▶ Directions:
Output every line below without omitting or altering anything.

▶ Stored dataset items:

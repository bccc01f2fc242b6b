//! Error type shared by handlers and clients.
//!
//! Every failure ends up as a JSON body `{ "success": false, "error": "..." }`
//! with a status that tells the frontend whether retrying makes sense.

use axum::{
  http::StatusCode,
  response::{IntoResponse, Response},
  Json,
};
use serde_json::json;
use thiserror::Error;

#[derive(Debug, Error)]
pub enum AppError {
  /// Non-2xx or transport failure talking to Q-Net, OpenAI or the RAG backend.
  #[error("upstream {service} failed: {message}")]
  Upstream { service: &'static str, message: String },

  /// Upstream returned XML we could not parse.
  #[error("XML parse error: {0}")]
  XmlParse(String),

  /// A required parameter is missing; rejected before any network call.
  #[error("{0}")]
  Validation(String),

  /// Quiz batch came back empty or unsuccessful.
  #[error("quiz generation failed: {0}")]
  QuizGeneration(String),

  /// A backing service is not configured (e.g. no OPENAI_API_KEY).
  #[error("{0}")]
  Unavailable(String),

  #[error("{0}")]
  NotFound(String),

  #[error("internal error: {0}")]
  Internal(String),
}

impl AppError {
  pub fn upstream(service: &'static str, message: impl Into<String>) -> Self {
    AppError::Upstream { service, message: message.into() }
  }

  pub fn status(&self) -> StatusCode {
    match self {
      AppError::Upstream { .. } | AppError::XmlParse(_) | AppError::QuizGeneration(_) => {
        StatusCode::BAD_GATEWAY
      }
      AppError::Validation(_) => StatusCode::BAD_REQUEST,
      AppError::Unavailable(_) => StatusCode::SERVICE_UNAVAILABLE,
      AppError::NotFound(_) => StatusCode::NOT_FOUND,
      AppError::Internal(_) => StatusCode::INTERNAL_SERVER_ERROR,
    }
  }
}

impl IntoResponse for AppError {
  fn into_response(self) -> Response {
    let status = self.status();
    let body = json!({ "success": false, "error": self.to_string() });
    (status, Json(body)).into_response()
  }
}

impl From<roxmltree::Error> for AppError {
  fn from(e: roxmltree::Error) -> Self {
    AppError::XmlParse(e.to_string())
  }
}

impl From<std::io::Error> for AppError {
  fn from(e: std::io::Error) -> Self {
    AppError::Internal(e.to_string())
  }
}

impl From<serde_json::Error> for AppError {
  fn from(e: serde_json::Error) -> Self {
    AppError::Internal(format!("JSON: {e}"))
  }
}

pub type AppResult<T> = Result<T, AppError>;
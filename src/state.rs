//! Application state shared by every handler and WebSocket session.
//!
//! This module owns:
//!   - server config (endpoints, paths) and the TOML-backed prompts/quiz tuning
//!   - the Q-Net client and the on-disk exam cache
//!   - optional OpenAI client
//!   - the quiz batch source and a plain HTTP client for RAG forwarding
//!
//! Everything here is immutable after startup; the cache lives on disk.

use std::{sync::Arc, time::Duration};

use tracing::{info, instrument, warn};

use crate::cache::ExamCache;
use crate::config::{load_agent_config_from_env, Prompts, QuizTuning, ServerConfig};
use crate::error::{AppError, AppResult};
use crate::openai::OpenAI;
use crate::qnet::QnetClient;
use crate::quiz_backend::{QuizSource, RagQuizBackend};

#[derive(Clone)]
pub struct AppState {
    pub config: ServerConfig,
    pub prompts: Prompts,
    pub quiz: QuizTuning,
    pub qnet: QnetClient,
    pub openai: Option<OpenAI>,
    pub cache: ExamCache,
    pub quiz_source: Arc<dyn QuizSource>,
    pub http: reqwest::Client,
}

impl AppState {
    /// Build state from env: load config, init clients.
    #[instrument(level = "info", skip_all)]
    pub fn new() -> AppResult<Self> {
        let config = ServerConfig::from_env();
        let agent = load_agent_config_from_env().unwrap_or_default();

        let openai = OpenAI::from_env();
        if let Some(oa) = &openai {
            info!(target: "qpass_backend", base_url = %oa.base_url, model = %oa.model, "OpenAI enabled.");
        } else {
            warn!(target: "qpass_backend", "OpenAI disabled (no OPENAI_API_KEY). Chat and study plans return 503.");
        }

        let quiz_source: Arc<dyn QuizSource> = Arc::new(RagQuizBackend::new(config.rag_backend_url.clone())?);
        Self::with_parts(config, agent.prompts, agent.quiz, openai, quiz_source)
    }

    /// Assemble state around an explicit quiz source and OpenAI client.
    pub fn with_parts(
        config: ServerConfig,
        prompts: Prompts,
        quiz: QuizTuning,
        openai: Option<OpenAI>,
        quiz_source: Arc<dyn QuizSource>,
    ) -> AppResult<Self> {
        let qnet = QnetClient::new(&config)?;
        if !qnet.has_service_key() {
            warn!(target: "qpass_backend", "QNET_SERVICE_KEY not set; Q-Net calls will be rejected upstream.");
        }
        let http = reqwest::Client::builder()
            .timeout(Duration::from_secs(120))
            .build()
            .map_err(|e| AppError::Internal(e.to_string()))?;
        let cache = ExamCache::new(&config.cache_dir);

        info!(
            target: "qpass_backend",
            cache_dir = %config.cache_dir,
            rag_backend = %config.rag_backend_url,
            lookahead = quiz.lookahead,
            refill_timeout_secs = quiz.refill_timeout_secs,
            "Application state ready"
        );

        Ok(Self { config, prompts, quiz, qnet, openai, cache, quiz_source, http })
    }
}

▶ Task solution:
repository bccc01f2fc242b6b
//! Error type shared by handlers and clients.
//!
//! Every failure ends up as a JSON body `{ "success": false, "error": "..." }`
//! with a status that tells the frontend whether retrying makes sense.

use axum::{
  http::StatusCode,
  response::{IntoResponse, Response},
  Json,
};
use serde_json::json;
use thiserror::Error;

#[derive(Debug, Error)]
pub enum AppError {
  /// Non-2xx or transport failure talking to Q-Net, OpenAI or the RAG backend.
  #[error("upstream {service} failed: {message}")]
  Upstream { service: &'static str, message: String },

  /// Upstream returned XML we could not parse.
  #[error("XML parse error: {0}")]
  XmlParse(String),

  /// A required parameter is missing; rejected before any network call.
  #[error("{0}")]
  Validation(String),

  /// Quiz batch came back empty or unsuccessful.
  #[error("quiz generation failed: {0}")]
  QuizGeneration(String),

  /// A backing service is not configured (e.g. no OPENAI_API_KEY).
  #[error("{0}")]
  Unavailable(String),

  #[error("{0}")]
  NotFound(String),

  #[error("internal error: {0}")]
  Internal(String),
}

impl AppError {
  pub fn upstream(service: &'static str, message: impl Into<String>) -> Self {
    AppError::Upstream { service, message: message.into() }
  }

  pub fn status(&self) -> StatusCode {
    match self {
      AppError::Upstream { .. } | AppError::XmlParse(_) | AppError::QuizGeneration(_) => {
        StatusCode::BAD_GATEWAY
      }
      AppError::Validation(_) => StatusCode::BAD_REQUEST,
      AppError::Unavailable(_) => StatusCode::SERVICE_UNAVAILABLE,
      AppError::NotFound(_) => StatusCode::NOT_FOUND,
      AppError::Internal(_) => StatusCode::INTERNAL_SERVER_ERROR,
    }
  }
}

impl IntoResponse for AppError {
  fn into_response(self) -> Response {
    let status = self.status();
    let body = json!({ "success": false, "error": self.to_string() });
    (status, Json(body)).into_response()
  }
}

impl From<roxmltree::Error> for AppError {
  fn from(e: roxmltree::Error) -> Self {
    AppError::XmlParse(e.to_string())
  }
}

impl From<std::io::Error> for AppError {
  fn from(e: std::io::Error) -> Self {
    AppError::Internal(e.to_string())
  }
}

impl From<serde_json::Error> for AppError {
  fn from(e: serde_json::Error) -> Self {
    AppError::Internal(format!("JSON: {e}"))
  }
}

pub type AppResult<T> = Result<T, AppError>;
filename src/state.rs
//! Application state shared by every handler and WebSocket session.
//!
//! This module owns:
//!   - server config (endpoints, paths) and the TOML-backed prompts/quiz tuning
//!   - the Q-Net client and the on-disk exam cache
//!   - optional OpenAI client
//!   - the quiz batch source and a plain HTTP client for RAG forwarding
//!
//! Everything here is immutable after startup; the cache lives on disk.

use std::{sync::Arc, time::Duration};

use tracing::{info, instrument, warn};

use crate::cache::ExamCache;
use crate::config::{load_agent_config_from_env, Prompts, QuizTuning, ServerConfig};
use crate::error::{AppError, AppResult};
use crate::openai::OpenAI;
use crate::qnet::QnetClient;
use crate::quiz_backend::{QuizSource, RagQuizBackend};

#[derive(Clone)]
pub struct AppState {
    pub config: ServerConfig,
    pub prompts: Prompts,
    pub quiz: QuizTuning,
    pub qnet: QnetClient,
    pub openai: Option<OpenAI>,
    pub cache: ExamCache,
    pub quiz_source: Arc<dyn QuizSource>,
    pub http: reqwest::Client,
}

impl AppState {
    /// Build state from env: load config, init clients.
    #[instrument(level = "info", skip_all)]
    pub fn new() -> AppResult<Self> {
        let config = ServerConfig::from_env();
        let agent = load_agent_config_from_env().unwrap_or_default();

        let openai = OpenAI::from_env();
        if let Some(oa) = &openai {
            info!(target: "qpass_backend", base_url = %oa.base_url, model = %oa.model, "OpenAI enabled.");
        } else {
            warn!(target: "qpass_backend", "OpenAI disabled (no OPENAI_API_KEY). Chat and study plans return 503.");
        }

        let quiz_source: Arc<dyn QuizSource> = Arc::new(RagQuizBackend::new(config.rag_backend_url.clone())?);
        Self::with_parts(config, agent.prompts, agent.quiz, openai, quiz_source)
    }

    /// Assemble state around an explicit quiz source and OpenAI client.
    pub fn with_parts(
        config: ServerConfig,
        prompts: Prompts,
        quiz: QuizTuning,
        openai: Option<OpenAI>,
        quiz_source: Arc<dyn QuizSource>,
    ) -> AppResult<Self> {
        let qnet = QnetClient::new(&config)?;
        if !qnet.has_service_key() {
            warn!(target: "qpass_backend", "QNET_SERVICE_KEY not set; Q-Net calls will be rejected upstream.");
        }
        let http = reqwest::Client::builder()
            .timeout(Duration::from_secs(120))
            .build()
            .map_err(|e| AppError::Internal(e.to_string()))?;
        let cache = ExamCache::new(&config.cache_dir);

        info!(
            target: "qpass_backend",
            cache_dir = %config.cache_dir,
            rag_backend = %config.rag_backend_url,
            lookahead = quiz.lookahead,
            refill_timeout_secs = quiz.refill_timeout_secs,
            "Application state ready"
        );

        Ok(Self { config, prompts, quiz, qnet, openai, cache, quiz_source, http })
    }
}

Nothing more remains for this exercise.